The problem is that biblical inerrantists, who assume that the Bible way is the only way, assume that male dominance is inherently a divinely-intended biblical value rather than a reflection of the ancient cultures in which the biblical stories took place.
Those cultures also called for regular doses of blood-vengeance, a wholesale acceptance of slavery, and capital punishment for minor offenses. Should we argue that those practices establish biblical standards rather than recognizing them as cultural influences reflected in the biblical world? Of course not.
Neither should we assume that God created women to be subservient to men just because that’s the way it was in the cultures of against which the Bible was written, and therefore in the minds of some biblical writers — all or most of whom were men.

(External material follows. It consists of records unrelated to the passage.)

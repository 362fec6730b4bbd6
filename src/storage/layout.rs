//! On-disk layout of harvested pages
//!
//! ```text
//! <out>/pages/games/games-page-<n>.html
//! <out>/pages/reviews/[<language>/]<kind>-<id>/reviews-<n>.html
//! <out>/pages/reviews/[<language>/]<kind>-<id>/reviews.zip
//! <out>/pages/reviews/[<language>/]<kind>-<id>/reviews-done.txt
//! ```

use crate::catalog::CatalogItem;
use std::io;
use std::path::{Path, PathBuf};

pub const DONE_MARKER_FILE: &str = "reviews-done.txt";
pub const ARCHIVE_FILE: &str = "reviews.zip";
const REVIEW_PAGE_PREFIX: &str = "reviews-";
const PAGE_SUFFIX: &str = ".html";

/// Resolves every path the crawlers write to
#[derive(Debug, Clone)]
pub struct OutputLayout {
    root: PathBuf,
}

impl OutputLayout {
    pub fn new(root: impl Into<PathBuf>) -> Self {
        Self { root: root.into() }
    }

    pub fn root(&self) -> &Path {
        &self.root
    }

    pub fn games_dir(&self) -> PathBuf {
        self.root.join("pages").join("games")
    }

    pub fn games_page_path(&self, page: u32) -> PathBuf {
        self.games_dir().join(format!("games-page-{}{}", page, PAGE_SUFFIX))
    }

    pub fn reviews_root(&self) -> PathBuf {
        self.root.join("pages").join("reviews")
    }

    /// Key identifying an item's review stream, relative to the reviews root
    pub fn stream_key(item: &CatalogItem, language: Option<&str>) -> String {
        match language {
            Some(language) => format!("{}/{}", language, item.dir_name()),
            None => item.dir_name(),
        }
    }

    pub fn item_dir(&self, item: &CatalogItem, language: Option<&str>) -> PathBuf {
        let mut dir = self.reviews_root();
        if let Some(language) = language {
            dir.push(language);
        }
        dir.push(item.dir_name());
        dir
    }

    pub fn review_page_name(page: u32) -> String {
        format!("{}{}{}", REVIEW_PAGE_PREFIX, page, PAGE_SUFFIX)
    }

    pub fn review_page_path(dir: &Path, page: u32) -> PathBuf {
        dir.join(Self::review_page_name(page))
    }

    pub fn done_marker_path(dir: &Path) -> PathBuf {
        dir.join(DONE_MARKER_FILE)
    }

    pub fn archive_path(dir: &Path) -> PathBuf {
        dir.join(ARCHIVE_FILE)
    }

    /// Lists the loose review pages in `dir`, ordered by page index
    pub fn list_review_pages(dir: &Path) -> io::Result<Vec<(u32, PathBuf)>> {
        let mut pages = Vec::new();
        for entry in std::fs::read_dir(dir)? {
            let entry = entry?;
            if !entry.file_type()?.is_file() {
                continue;
            }
            let name = entry.file_name();
            if let Some(index) = name.to_str().and_then(page_index_of) {
                pages.push((index, entry.path()));
            }
        }
        pages.sort_by_key(|(index, _)| *index);
        Ok(pages)
    }
}

/// Parses the page index out of a `reviews-<n>.html` file name
pub fn page_index_of(file_name: &str) -> Option<u32> {
    file_name
        .strip_prefix(REVIEW_PAGE_PREFIX)?
        .strip_suffix(PAGE_SUFFIX)?
        .parse()
        .ok()
}

/// Writes a raw page, creating parent directories as needed
pub fn write_page(path: &Path, payload: &[u8]) -> io::Result<()> {
    if let Some(parent) = path.parent() {
        std::fs::create_dir_all(parent)?;
    }
    std::fs::write(path, payload)
}
//! Ledger status from the run database
//!
//! This module provides functionality for extracting and displaying the
//! run history, per-run outcome counts and pending checkpoints recorded in
//! the ledger.

use crate::storage::{Checkpoint, ItemOutcome, Ledger, RunKind, RunRecord};
use crate::HarvestError;

/// One run with its outcome counts
#[derive(Debug, Clone)]
pub struct RunStatistics {
    pub run: RunRecord,

    /// Review streams that reached their terminal page
    pub completed: u64,

    /// Review streams abandoned after their error budget
    pub aborted: u64,

    /// Run duration, when the run has finished
    pub duration_seconds: Option<u64>,
}

/// Ledger status summary
#[derive(Debug, Clone)]
pub struct LedgerStatus {
    /// Most recent runs, newest first
    pub runs: Vec<RunStatistics>,

    /// Streams waiting to be resumed
    pub checkpoints: Vec<Checkpoint>,
}

/// Loads the ledger status
///
/// # Arguments
///
/// * `ledger` - The ledger to query
/// * `limit` - Maximum number of runs to include
///
/// # Returns
///
/// * `Ok(LedgerStatus)` - Successfully loaded status
/// * `Err(HarvestError)` - Failed to query the ledger
pub fn load_status(ledger: &dyn Ledger, limit: usize) -> Result<LedgerStatus, HarvestError> {
    let mut runs = Vec::new();
    for run in ledger.list_runs(limit)? {
        let outcomes = ledger.count_outcomes(run.id)?;
        let duration_seconds = duration_of(&run);
        runs.push(RunStatistics {
            completed: outcomes.get(&ItemOutcome::Completed).copied().unwrap_or(0),
            aborted: outcomes.get(&ItemOutcome::Aborted).copied().unwrap_or(0),
            duration_seconds,
            run,
        });
    }

    Ok(LedgerStatus {
        runs,
        checkpoints: ledger.list_checkpoints()?,
    })
}

fn duration_of(run: &RunRecord) -> Option<u64> {
    let started = run.started_at.parse::<chrono::DateTime<chrono::Utc>>().ok()?;
    let finished = run
        .finished_at
        .as_ref()?
        .parse::<chrono::DateTime<chrono::Utc>>()
        .ok()?;
    u64::try_from((finished - started).num_seconds()).ok()
}

/// Prints the ledger status to stdout in a formatted manner
pub fn print_status(status: &LedgerStatus) {
    println!("=== Harvest Status ===\n");

    if status.runs.is_empty() {
        println!("No runs recorded.");
        println!();
    } else {
        println!("Runs:");
        for stats in &status.runs {
            let run = &stats.run;
            let duration = stats
                .duration_seconds
                .map(|s| format!("{}s", s))
                .unwrap_or_else(|| "-".to_string());
            print!(
                "  #{} {:<8} {:<10} started {} ({})",
                run.id,
                run.kind.to_db_string(),
                run.status.to_db_string(),
                run.started_at,
                duration
            );
            if run.kind == RunKind::Reviews {
                print!(
                    ", {} completed, {} aborted",
                    stats.completed, stats.aborted
                );
            }
            println!();
        }
        println!();
    }

    if !status.checkpoints.is_empty() {
        println!("Pending Streams ({}):", status.checkpoints.len());
        for checkpoint in &status.checkpoints {
            println!(
                "  - {} at page {} after {} errors{}",
                checkpoint.stream_key,
                checkpoint.page_index,
                checkpoint.error_count,
                checkpoint
                    .last_error
                    .as_ref()
                    .map(|e| format!(" (last: {})", e))
                    .unwrap_or_default()
            );
        }
        println!();
    }
}
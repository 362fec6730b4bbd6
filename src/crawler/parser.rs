//! Page interpretation for the two paginated endpoints
//!
//! The paginators only need two answers from a page: which catalog items a
//! listing page links to, and whether a review page ends its stream (and if
//! not, which cursor comes next). Both are behind small traits so the
//! pagination state machines never touch markup or JSON directly.

use crate::catalog::{CatalogItem, ItemKind};
use crate::ExtractError;
use regex::Regex;
use std::collections::HashSet;

/// Extracts catalog entries from a listing page
pub trait ListingParser {
    /// Distinct `(kind, id)` pairs linked from the page, in page order
    fn item_ids(&self, page: &str) -> Vec<(ItemKind, String)>;

    /// Entries with titles, paired positionally
    ///
    /// Fails with [`ExtractError::MisalignedListing`] when the page does not
    /// have exactly one title per item link.
    fn items(&self, page: &str) -> Result<Vec<CatalogItem>, ExtractError>;
}

/// What a review page says about its stream
#[derive(Debug, Clone, PartialEq, Eq)]
pub enum ReviewPage {
    /// No further pages; this payload carries nothing to keep
    Terminal,

    /// More pages follow, starting at `cursor`
    Next { cursor: String },
}

/// Interprets the payload of one review page
pub trait ReviewPageParser {
    fn interpret(&self, payload: &str) -> Result<ReviewPage, ExtractError>;
}

/// Listing parser for the store search results markup
pub struct SteamListingParser {
    link_re: Regex,
    title_re: Regex,
}

impl SteamListingParser {
    pub fn new() -> Result<Self, regex::Error> {
        Ok(Self {
            link_re: Regex::new(r"/(app|sub)/([0-9]+)/")?,
            title_re: Regex::new(r#"<span class="title">(.*?)</span>"#)?,
        })
    }

    fn links<'a>(&'a self, page: &'a str) -> impl Iterator<Item = (ItemKind, &'a str)> + 'a {
        self.link_re.captures_iter(page).filter_map(|caps| {
            let kind = caps.get(1)?.as_str().parse().ok()?;
            Some((kind, caps.get(2)?.as_str()))
        })
    }
}

impl ListingParser for SteamListingParser {
    fn item_ids(&self, page: &str) -> Vec<(ItemKind, String)> {
        let mut seen = HashSet::new();
        self.links(page)
            .filter(|(kind, id)| seen.insert((*kind, *id)))
            .map(|(kind, id)| (kind, id.to_string()))
            .collect()
    }

    fn items(&self, page: &str) -> Result<Vec<CatalogItem>, ExtractError> {
        let links: Vec<(ItemKind, &str)> = self.links(page).collect();
        let titles: Vec<&str> = self
            .title_re
            .captures_iter(page)
            .filter_map(|caps| caps.get(1).map(|m| m.as_str()))
            .collect();

        if links.len() != titles.len() {
            return Err(ExtractError::MisalignedListing {
                ids: links.len(),
                titles: titles.len(),
            });
        }

        Ok(links
            .into_iter()
            .zip(titles)
            .map(|((kind, id), title)| CatalogItem::new(kind, id, title))
            .collect())
    }
}

/// Review page parser for the store's JSON review envelope
///
/// A page is terminal when it carries `"success":2` or the
/// `no_more_reviews` marker inside its HTML fragment.
pub struct SteamReviewParser {
    end_re: Regex,
}

impl SteamReviewParser {
    pub fn new() -> Result<Self, regex::Error> {
        Ok(Self {
            end_re: Regex::new(r#"(\{"success":2\})|(no_more_reviews)"#)?,
        })
    }
}

impl ReviewPageParser for SteamReviewParser {
    fn interpret(&self, payload: &str) -> Result<ReviewPage, ExtractError> {
        if self.end_re.is_match(payload) {
            return Ok(ReviewPage::Terminal);
        }

        let value: serde_json::Value = serde_json::from_str(payload)
            .map_err(|e| ExtractError::MalformedPayload(e.to_string()))?;

        if value.get("success").and_then(|s| s.as_i64()) == Some(2) {
            return Ok(ReviewPage::Terminal);
        }

        value
            .get("cursor")
            .and_then(|c| c.as_str())
            .map(|cursor| ReviewPage::Next {
                cursor: cursor.to_string(),
            })
            .ok_or_else(|| ExtractError::MalformedPayload("missing cursor field".to_string()))
    }
}

#[cfg(test)]
mod tests {
    use super::*;

    const LISTING: &str = r#"
        <a href="https://store.steampowered.com/app/10/CounterStrike/" class="search_result_row">
            <span class="title">Counter-Strike</span>
        </a>
        <a href="https://store.steampowered.com/sub/20/Bundle/" class="search_result_row">
            <span class="title">Bundle B</span>
        </a>
    "#;

    #[test]
    fn test_item_ids() {
        let parser = SteamListingParser::new().unwrap();
        let ids = parser.item_ids(LISTING);
        assert_eq!(
            ids,
            vec![
                (ItemKind::Primary, "10".to_string()),
                (ItemKind::Secondary, "20".to_string()),
            ]
        );
    }

    #[test]
    fn test_item_ids_are_distinct() {
        let parser = SteamListingParser::new().unwrap();
        let page = r#"<a href="/app/10/A/">x</a><a href="/app/10/A/">y</a>"#;
        assert_eq!(parser.item_ids(page).len(), 1);
        assert!(parser.item_ids("<html>no results</html>").is_empty());
    }

    #[test]
    fn test_items_pair_titles() {
        let parser = SteamListingParser::new().unwrap();
        let items = parser.items(LISTING).unwrap();
        assert_eq!(
            items,
            vec![
                CatalogItem::new(ItemKind::Primary, "10", "Counter-Strike"),
                CatalogItem::new(ItemKind::Secondary, "20", "Bundle B"),
            ]
        );
    }

    #[test]
    fn test_items_reject_misaligned_page() {
        let parser = SteamListingParser::new().unwrap();
        let page = r#"<a href="/app/10/A/"><span class="title">A</span></a><a href="/app/11/B/"></a>"#;
        assert!(matches!(
            parser.items(page),
            Err(ExtractError::MisalignedListing { ids: 2, titles: 1 })
        ));
    }

    #[test]
    fn test_review_page_with_cursor() {
        let parser = SteamReviewParser::new().unwrap();
        let page = r#"{"success":1,"html":"<div class=\"review_box\"></div>","cursor":"AoJ4+/x="}"#;
        assert_eq!(
            parser.interpret(page).unwrap(),
            ReviewPage::Next {
                cursor: "AoJ4+/x=".to_string()
            }
        );
    }

    #[test]
    fn test_review_terminal_markers() {
        let parser = SteamReviewParser::new().unwrap();

        assert_eq!(
            parser.interpret(r#"{"success":2}"#).unwrap(),
            ReviewPage::Terminal
        );
        assert_eq!(
            parser
                .interpret(r#"{"success":1,"html":"<div id=\"no_more_reviews\"></div>","cursor":"x"}"#)
                .unwrap(),
            ReviewPage::Terminal
        );
        assert_eq!(
            parser
                .interpret(r#"{ "success": 2, "html": "" }"#)
                .unwrap(),
            ReviewPage::Terminal
        );
    }

    #[test]
    fn test_review_malformed_payloads() {
        let parser = SteamReviewParser::new().unwrap();

        assert!(matches!(
            parser.interpret("<html>maintenance</html>"),
            Err(ExtractError::MalformedPayload(_))
        ));
        assert!(matches!(
            parser.interpret(r#"{"success":1,"html":""}"#),
            Err(ExtractError::MalformedPayload(_))
        ));
    }
}
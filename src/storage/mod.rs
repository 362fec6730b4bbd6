//! Storage module for persisting crawl output and progress
//!
//! This module handles everything that outlives a process:
//! - The on-disk layout of raw listing and review pages
//! - Per-item archives of review pages
//! - Resumption markers and checkpoints for aborted streams
//! - The SQLite run ledger (runs, per-item outcomes, checkpoints)

mod archive;
mod layout;
mod resume;
mod schema;
mod sqlite;
mod traits;

pub use archive::{archive_item, read_archive, ArchiveError, ArchiveSummary};
pub use layout::{page_index_of, write_page, OutputLayout, ARCHIVE_FILE, DONE_MARKER_FILE};
pub use resume::ResumptionTracker;
pub use sqlite::SqliteLedger;
pub use traits::{Ledger, StorageError, StorageResult};

use crate::HarvestError;
use std::path::Path;

/// Opens (and creates if needed) the run ledger at `path`
pub fn open_ledger(path: &Path) -> Result<SqliteLedger, HarvestError> {
    if let Some(parent) = path.parent() {
        if !parent.as_os_str().is_empty() {
            std::fs::create_dir_all(parent)?;
        }
    }
    Ok(SqliteLedger::new(path)?)
}

/// Which crawler a run belongs to
#[derive(Debug, Clone, Copy, PartialEq, Eq)]
pub enum RunKind {
    Listing,
    Reviews,
}

impl RunKind {
    pub fn to_db_string(&self) -> &'static str {
        match self {
            Self::Listing => "listing",
            Self::Reviews => "reviews",
        }
    }

    pub fn from_db_string(s: &str) -> Option<Self> {
        match s {
            "listing" => Some(Self::Listing),
            "reviews" => Some(Self::Reviews),
            _ => None,
        }
    }
}

/// Represents a crawl run
#[derive(Debug, Clone)]
pub struct RunRecord {
    pub id: i64,
    pub kind: RunKind,
    pub started_at: String,
    pub finished_at: Option<String>,
    pub config_hash: String,
    pub status: RunStatus,
}

/// Status of a crawl run
#[derive(Debug, Clone, Copy, PartialEq, Eq)]
pub enum RunStatus {
    Running,
    Completed,
    /// Finished, but some items were aborted or the listing stalled
    Partial,
    Failed,
}

impl RunStatus {
    pub fn to_db_string(&self) -> &'static str {
        match self {
            Self::Running => "running",
            Self::Completed => "completed",
            Self::Partial => "partial",
            Self::Failed => "failed",
        }
    }

    pub fn from_db_string(s: &str) -> Option<Self> {
        match s {
            "running" => Some(Self::Running),
            "completed" => Some(Self::Completed),
            "partial" => Some(Self::Partial),
            "failed" => Some(Self::Failed),
            _ => None,
        }
    }
}

/// How one item's review stream ended in a run
#[derive(Debug, Clone, Copy, PartialEq, Eq, Hash)]
pub enum ItemOutcome {
    /// A terminal marker was reached
    Completed,
    /// The error budget ran out
    Aborted,
}

impl ItemOutcome {
    pub fn to_db_string(&self) -> &'static str {
        match self {
            Self::Completed => "completed",
            Self::Aborted => "aborted",
        }
    }

    pub fn from_db_string(s: &str) -> Option<Self> {
        match s {
            "completed" => Some(Self::Completed),
            "aborted" => Some(Self::Aborted),
            _ => None,
        }
    }
}

/// Where an aborted review stream stopped
#[derive(Debug, Clone, PartialEq, Eq)]
pub struct Checkpoint {
    /// Item directory relative to the reviews root, e.g. `english/app-10`
    pub stream_key: String,

    /// Last cursor that was handed out by the remote
    pub cursor: String,

    /// Index the next persisted page will get
    pub page_index: u32,

    /// Errors seen before the stream was abandoned
    pub error_count: u32,

    pub last_error: Option<String>,

    pub updated_at: String,
}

The world in which we now live continues to reflect a variety of cultures. Western societies acknowledge greater equality to women, at least in theory, though men continue to dominate the economic and political systems, and women’s wages for the same work still falls behind those of men.
Other cultures are unapologetically male-dominant. In Saudi Arabia, for example, women are expected to remain at home most of the time. They are not allowed to drive, and only recently were women given permission to work in sales; then only for the sale of women’s lingerie. In Muslim countries dominated by religious fundamentalists, women must cover themselves from head to toe when outside the home, as if they are not truly humans with faces. In some African cultures, female circumcision and other practices are designed to disempower women and keep them under men’s thumbs.
The awareness of competing cultural expectations in our own time should help us to understand that the Bible’s reflection of its narrow cultural world does not necessarily imply a biblical endorsement or establishment of male dominance. God, whose own “personhood” is beyond gender, created both men and women in God’s image, according to Gen. 1:27. That’s the ideal: anything less is a cultural corruption, even if it is reflected in the world of the Bible.
Complementarianism is no compliment.